= Norman Spack =

American endocrinologist

 Norman P. Spack is an American pediatric endocrinologist at Boston Children's Hospital, where he co-founded the hospital's Gender Management Service (GeMS) clinic in February 2007. It was America's second clinic to treat transgender children, modeled after a similar Dutch system. He is an internationally known specialist in treatment for intersex and transgender youth, and is one of the first doctors in the United States to advocate prescribing hormone replacement therapy to minors. Spack, who is Jewish, has been an advocate for transgender resources and support groups for the Jewish community.

Spack has been consulted to discuss trans medical issues, often specifically pediatric, in media outlets such as 20/20, Time, The Atlantic, National Public Radio., and TEDTalk. He wrote the foreword of the 2008 book The Transgender Child: A Handbook for Families and Professionals.

==Early life and education==
Spack earned his undergraduate degree at Williams College and graduated from Rochester School of Medicine in 1969.
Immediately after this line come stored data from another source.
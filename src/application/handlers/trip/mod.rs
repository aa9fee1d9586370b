//! Trip command and query handlers.

mod create_trip;
mod delete_trip;
mod export_trip;
mod get_trip;
mod list_trips;
mod update_trip;

pub use create_trip::{CreateTripCommand, CreateTripHandler};
pub use delete_trip::{DeleteTripCommand, DeleteTripHandler};
pub use export_trip::{ExportTripHandler, ExportTripQuery};
pub use get_trip::{GetTripHandler, GetTripQuery};
pub use list_trips::ListTripsHandler;
pub use update_trip::{UpdateTripCommand, UpdateTripHandler};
== Work with transgender children ==
In 1985, Spack began working with transgender patients professionally. He argues that instead of being a mental disorder, transgenderism is a medical condition, and has been quoted as saying that "looking at transgenderism from a medical perspective will change the public perception that it is a psychological problem". Spack is also the senior associate in the endocrine division at Boston Children's Hospital. He helped co-found a treatment plan at the clinic called Gender Services Program (GeMS) that aims to slow puberty down for children questioning their gender. According to Spack, "the primary goal of the GeMS clinic is to provide medical treatment to appropriately screen gender-dysphoric adolescents, along with the comprehensive psychological evaluation recommended by the Adolescent Gender Identity Research Group (AGIR) and the Endocrine Society for making this clinical decision. The clinic does not currently provide ongoing mental health services to patients and families, but assists families in finding appropriate mental health therapists in their communities. The current clinic director is Dr. Jeremi Carswell.